Stored data
--------------------------------

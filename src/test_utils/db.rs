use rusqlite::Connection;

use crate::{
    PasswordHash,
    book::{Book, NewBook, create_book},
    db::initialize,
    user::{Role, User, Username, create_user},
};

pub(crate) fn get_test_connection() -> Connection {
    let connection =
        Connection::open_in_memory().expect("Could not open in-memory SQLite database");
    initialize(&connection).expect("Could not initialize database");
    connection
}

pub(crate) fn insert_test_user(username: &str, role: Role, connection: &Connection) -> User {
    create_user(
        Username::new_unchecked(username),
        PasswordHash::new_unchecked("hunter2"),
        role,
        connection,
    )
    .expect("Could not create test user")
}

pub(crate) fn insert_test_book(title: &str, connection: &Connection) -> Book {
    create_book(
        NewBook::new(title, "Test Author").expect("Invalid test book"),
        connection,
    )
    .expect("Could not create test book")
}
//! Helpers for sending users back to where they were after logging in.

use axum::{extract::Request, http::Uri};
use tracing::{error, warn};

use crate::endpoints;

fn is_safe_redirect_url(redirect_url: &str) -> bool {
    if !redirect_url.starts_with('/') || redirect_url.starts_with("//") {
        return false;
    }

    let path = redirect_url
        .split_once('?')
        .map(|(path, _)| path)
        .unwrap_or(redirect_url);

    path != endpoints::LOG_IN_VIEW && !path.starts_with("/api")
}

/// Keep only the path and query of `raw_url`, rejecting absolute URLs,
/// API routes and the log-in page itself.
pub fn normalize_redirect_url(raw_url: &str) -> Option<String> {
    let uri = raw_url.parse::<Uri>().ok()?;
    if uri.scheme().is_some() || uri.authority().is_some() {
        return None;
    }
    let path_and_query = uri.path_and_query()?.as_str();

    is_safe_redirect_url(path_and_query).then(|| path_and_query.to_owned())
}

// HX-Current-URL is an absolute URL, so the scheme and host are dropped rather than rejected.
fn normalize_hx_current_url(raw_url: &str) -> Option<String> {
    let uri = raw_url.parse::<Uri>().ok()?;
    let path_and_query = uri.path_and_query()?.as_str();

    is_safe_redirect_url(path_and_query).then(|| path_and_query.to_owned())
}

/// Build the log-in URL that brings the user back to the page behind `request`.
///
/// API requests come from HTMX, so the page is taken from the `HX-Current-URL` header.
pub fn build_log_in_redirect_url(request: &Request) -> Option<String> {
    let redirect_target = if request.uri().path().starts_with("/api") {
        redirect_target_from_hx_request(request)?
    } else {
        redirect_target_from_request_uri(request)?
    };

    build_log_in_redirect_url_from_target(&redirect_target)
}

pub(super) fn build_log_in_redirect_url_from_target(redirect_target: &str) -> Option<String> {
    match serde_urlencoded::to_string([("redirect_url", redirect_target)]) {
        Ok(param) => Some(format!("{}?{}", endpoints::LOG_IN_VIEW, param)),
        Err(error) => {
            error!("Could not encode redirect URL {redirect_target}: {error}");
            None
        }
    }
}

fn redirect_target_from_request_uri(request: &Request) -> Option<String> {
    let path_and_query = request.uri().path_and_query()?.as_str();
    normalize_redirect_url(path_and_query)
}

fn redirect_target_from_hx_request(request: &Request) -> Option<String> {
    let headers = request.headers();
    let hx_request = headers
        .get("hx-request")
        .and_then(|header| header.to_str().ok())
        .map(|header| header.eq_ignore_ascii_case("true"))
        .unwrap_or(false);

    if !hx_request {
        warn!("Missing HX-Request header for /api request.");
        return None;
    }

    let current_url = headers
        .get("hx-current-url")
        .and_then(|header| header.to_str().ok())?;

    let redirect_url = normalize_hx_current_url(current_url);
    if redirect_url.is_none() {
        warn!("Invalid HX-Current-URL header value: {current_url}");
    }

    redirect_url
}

--------------------------------

YOUR OBJECTIVE =
Transcribe every line above, character for character.

EXPECTED OUTPUT =
filename src/test_utils/db.rs
use rusqlite::Connection;

use crate::{
    PasswordHash,
    book::{Book, NewBook, create_book},
    db::initialize,
    user::{Role, User, Username, create_user},
};

pub(crate) fn get_test_connection() -> Connection {
    let connection =
        Connection::open_in_memory().expect("Could not open in-memory SQLite database");
    initialize(&connection).expect("Could not initialize database");
    connection
}

pub(crate) fn insert_test_user(username: &str, role: Role, connection: &Connection) -> User {
    create_user(
        Username::new_unchecked(username),
        PasswordHash::new_unchecked("hunter2"),
        role,
        connection,
    )
    .expect("Could not create test user")
}

pub(crate) fn insert_test_book(title: &str, connection: &Connection) -> Book {
    create_book(
        NewBook::new(title, "Test Author").expect("Invalid test book"),
        connection,
    )
    .expect("Could not create test book")
}
//! Helpers for sending users back to where they were after logging in.

use axum::{extract::Request, http::Uri};
use tracing::{error, warn};

use crate::endpoints;

fn is_safe_redirect_url(redirect_url: &str) -> bool {
    if !redirect_url.starts_with('/') || redirect_url.starts_with("//") {
        return false;
    }

    let path = redirect_url
        .split_once('?')
        .map(|(path, _)| path)
        .unwrap_or(redirect_url);

    path != endpoints::LOG_IN_VIEW && !path.starts_with("/api")
}

/// Keep only the path and query of `raw_url`, rejecting absolute URLs,
/// API routes and the log-in page itself.
pub fn normalize_redirect_url(raw_url: &str) -> Option<String> {
    let uri = raw_url.parse::<Uri>().ok()?;
    if uri.scheme().is_some() || uri.authority().is_some() {
        return None;
    }
    let path_and_query = uri.path_and_query()?.as_str();

    is_safe_redirect_url(path_and_query).then(|| path_and_query.to_owned())
}

// HX-Current-URL is an absolute URL, so the scheme and host are dropped rather than rejected.
fn normalize_hx_current_url(raw_url: &str) -> Option<String> {
    let uri = raw_url.parse::<Uri>().ok()?;
    let path_and_query = uri.path_and_query()?.as_str();

    is_safe_redirect_url(path_and_query).then(|| path_and_query.to_owned())
}

/// Build the log-in URL that brings the user back to the page behind `request`.
///
/// API requests come from HTMX, so the page is taken from the `HX-Current-URL` header.
pub fn build_log_in_redirect_url(request: &Request) -> Option<String> {
    let redirect_target = if request.uri().path().starts_with("/api") {
        redirect_target_from_hx_request(request)?
    } else {
        redirect_target_from_request_uri(request)?
    };

    build_log_in_redirect_url_from_target(&redirect_target)
}

pub(super) fn build_log_in_redirect_url_from_target(redirect_target: &str) -> Option<String> {
    match serde_urlencoded::to_string([("redirect_url", redirect_target)]) {
        Ok(param) => Some(format!("{}?{}", endpoints::LOG_IN_VIEW, param)),
        Err(error) => {
            error!("Could not encode redirect URL {redirect_target}: {error}");
            None
        }
    }
}

fn redirect_target_from_request_uri(request: &Request) -> Option<String> {
    let path_and_query = request.uri().path_and_query()?.as_str();
    normalize_redirect_url(path_and_query)
}

fn redirect_target_from_hx_request(request: &Request) -> Option<String> {
    let headers = request.headers();
    let hx_request = headers
        .get("hx-request")
        .and_then(|header| header.to_str().ok())
        .map(|header| header.eq_ignore_ascii_case("true"))
        .unwrap_or(false);

    if !hx_request {
        warn!("Missing HX-Request header for /api request.");
        return None;
    }

    let current_url = headers
        .get("hx-current-url")
        .and_then(|header| header.to_str().ok())?;

    let redirect_url = normalize_hx_current_url(current_url);
    if redirect_url.is_none() {
        warn!("Invalid HX-Current-URL header value: {current_url}");
    }

    redirect_url
}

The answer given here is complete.